Um mit den Worten des britischen Schriftstellers Lewis Carrol zu sprechen:

„Würdest du mir bitte sagen, wie ich von hier aus am besten weiter­gehe?“, fragt Alice im Wunderland die orakelnde Cheshire-Katze. Die maunzt: „Das hängt sehr davon ab, wo du hinwillst!“ (Lewis Carrol, britischer Schriftsteller, Autor von „Alice im Wunderland“).

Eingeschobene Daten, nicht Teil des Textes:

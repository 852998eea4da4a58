use std::time::Duration;

/// Wall clock period between two ticks of a session.
pub const DEFAULT_TICK_PERIOD: Duration = Duration::from_secs(1);

/// Snapshots buffered per subscriber before the oldest are dropped.
pub const DEFAULT_SNAPSHOT_BUFFER: usize = 64;

/// Commands queued in a session mailbox before senders wait.
pub const DEFAULT_COMMAND_BUFFER: usize = 256;

/// A session without commands nor subscribers for this long stops itself.
pub const DEFAULT_IDLE_TIMEOUT: Duration = Duration::from_secs(5 * 60);

/// Maximum number of live sessions in a registry.
pub const DEFAULT_MAX_SESSIONS: usize = 1_024;

/// Period of the registry sweep removing sessions that stopped by
/// themselves.
pub const DEFAULT_REAP_INTERVAL: Duration = Duration::from_secs(30);
impl Topology {
    /// Build and validate a topology.
    pub fn new(nodes: Vec<Node>, edges: Vec<Edge>) -> Result<Self, TopologyError> {
        if nodes.is_empty() {
            return Err(TopologyError::Empty);
        }

        let mut index = HashMap::with_capacity(nodes.len());
        for (slot, node) in nodes.iter().enumerate() {
            if index.insert(node.id().clone(), slot).is_some() {
                return Err(TopologyError::DuplicateNode(node.id().clone()));
            }
        }

        let mut outgoing = vec![Vec::new(); nodes.len()];
        for edge in &edges {
            let source = slot_of(&index, edge, &edge.source)?;
            let target = slot_of(&index, edge, &edge.target)?;
            outgoing[source].push(target);
        }

        let order = topological_order(&nodes, &outgoing)?;

        Ok(Self {
            nodes,
            edges,
            index,
            order,
            outgoing,
        })
    }

    /// Check the structural invariants again.
    ///
    /// Always succeeds for a constructed topology; exposed so callers
    /// holding a topology can assert it explicitly.
    pub fn validate(&self) -> Result<(), TopologyError> {
        Self::new(self.nodes.clone(), self.edges.clone()).map(|_| ())
    }

    /// Apply `delta` and validate the result.
    ///
    /// On success the new topology is returned and retained node ids keep
    /// their runtime state. On failure `self` is untouched.
    pub fn apply_delta(&self, delta: TopologyDelta) -> Result<Self, TopologyError> {
        let TopologyDelta {
            add_nodes,
            remove_node_ids,
            add_edges,
            remove_edges,
        } = delta;

        unique(&add_nodes)?;

        let mut nodes = self.nodes.clone();
        let mut edges = self.edges.clone();

        for edge in remove_edges {
            match edges.iter().position(|e| e == &edge) {
                Some(at) => {
                    edges.remove(at);
                }
                None => return Err(TopologyError::UnknownEdge(edge)),
            }
        }

        let mut removed = HashSet::with_capacity(remove_node_ids.len());
        for id in remove_node_ids {
            if !self.index.contains_key(&id) || !removed.insert(id.clone()) {
                return Err(TopologyError::UnknownNode(id));
            }
        }
        if !removed.is_empty() {
            nodes.retain(|node| !removed.contains(node.id()));
            edges.retain(|edge| !removed.contains(&edge.source) && !removed.contains(&edge.target));
        }

        for node in add_nodes {
            match nodes.iter_mut().find(|existing| existing.id() == node.id()) {
                Some(existing) => existing.redefine(node),
                None => nodes.push(node),
            }
        }

        edges.extend(add_edges);

        Self::new(nodes, edges)
    }

    /// The delta turning `self` into the graph described by `nodes` and
    /// `edges`.
    ///
    /// Nodes whose definition did not change are left out of
    /// `add_nodes`. Edges are compared as a multiset. Fails if `nodes`
    /// defines an id twice.
    pub fn diff(&self, nodes: Vec<Node>, edges: &[Edge]) -> Result<TopologyDelta, TopologyError> {
        unique(&nodes)?;

        let wanted: HashSet<&NodeId> = nodes.iter().map(Node::id).collect();
        let remove_node_ids = self
            .nodes
            .iter()
            .map(Node::id)
            .filter(|id| !wanted.contains(id))
            .cloned()
            .collect();

        let mut balance: HashMap<&Edge, i64> = HashMap::new();
        for edge in &self.edges {
            *balance.entry(edge).or_default() -= 1;
        }
        for edge in edges {
            *balance.entry(edge).or_default() += 1;
        }

        let mut add_edges = Vec::new();
        let mut remove_edges = Vec::new();
        // walk in payload then current order so the delta is deterministic
        let mut seen = HashSet::new();
        for edge in edges.iter().chain(&self.edges) {
            if !seen.insert(edge) {
                continue;
            }
            let count = balance.get(edge).copied().unwrap_or_default();
            let target = if count > 0 {
                &mut add_edges
            } else {
                &mut remove_edges
            };
            target.extend(std::iter::repeat_n(edge.clone(), count.unsigned_abs() as usize));
        }

        let add_nodes = nodes
            .into_iter()
            .filter(|node| match self.node(node.id().as_str()) {
                Some(existing) => !existing.same_definition(node),
                None => true,
            })
            .collect();

        Ok(TopologyDelta {
            add_nodes,
            remove_node_ids,
            add_edges,
            remove_edges,
        })
    }

    pub fn len(&self) -> usize {
        self.nodes.len()
    }

    /// Always `false`: empty topologies are rejected on construction.
    pub fn is_empty(&self) -> bool {
        self.nodes.is_empty()
    }

    pub fn contains(&self, id: &str) -> bool {
        self.index.contains_key(id)
    }

    pub fn node(&self, id: &str) -> Option<&Node> {
        self.index.get(id).map(|&slot| &self.nodes[slot])
    }

    /// Mutable access for configuration changes. The structure of the
    /// graph can only change through [`Topology::apply_delta`].
    pub fn node_mut(&mut self, id: &str) -> Option<&mut Node> {
        self.index.get(id).map(|&slot| &mut self.nodes[slot])
    }

    /// Nodes in insertion order.
    pub fn nodes(&self) -> impl ExactSizeIterator<Item = &Node> {
        self.nodes.iter()
    }

    pub fn edges(&self) -> &[Edge] {
        &self.edges
    }

    /// Node ids in an order where every node comes after all of its
    /// upstream nodes.
    pub fn order(&self) -> impl ExactSizeIterator<Item = &NodeId> {
        self.order.iter().map(|&slot| self.nodes[slot].id())
    }

    pub(crate) fn slots(&self) -> &[Node] {
        &self.nodes
    }

    pub(crate) fn slots_mut(&mut self) -> &mut [Node] {
        &mut self.nodes
    }

    pub(crate) fn slot_order(&self) -> &[usize] {
        &self.order
    }

    pub(crate) fn outgoing(&self, slot: usize) -> &[usize] {
        &self.outgoing[slot]
    }
}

Genau das ist vermutlich eines der Probleme der Kirche: dass sie viel­fach nicht zu wissen scheint, wo sie hinwill, und eher ziellos vor sich hin mäandert, anstatt sich mit einer klaren Zieloption entschieden auf den Weg zu machen. Die für mich wesentliche Ziellinie: neu Kirche denken und gestalten. Wesentliche Markierungen auf diesem Weg: das Funda­ment unserer geistlichen Quellen. Die wegweisenden Impulse des 2. Vaticanums. Das sensible Wahrnehmen der Zeichen der Zeit. Deren Aktualisierung auf den jeweiligen Lebenskontext hin. Die Bereitschaft, sein Kirchenbild immer wieder von der (Um‑)​Welt infrage stellen zu lassen. Die Herausforderung, dass Schritte zur Förderung kirchlicher Transformation auch im gesellschaftlichen Diskurs von Bedeutung sein und nicht-kirchlichen Qualitätsansprüchen genügen müssen. Das Ein­gehen von Kooperationen und Allianzen, um Synergien freizusetzen. Eine Vision von dem, was Christsein in Zukunft ausmachen wird – und deren Übertragbarkeit in verschiedenste Kontexte hinein (Skalierbar­keit). All das würde ich Alice auf ihre Frage antworten – neugierig auf das Wunderland, das sich dann womöglich eröffnet.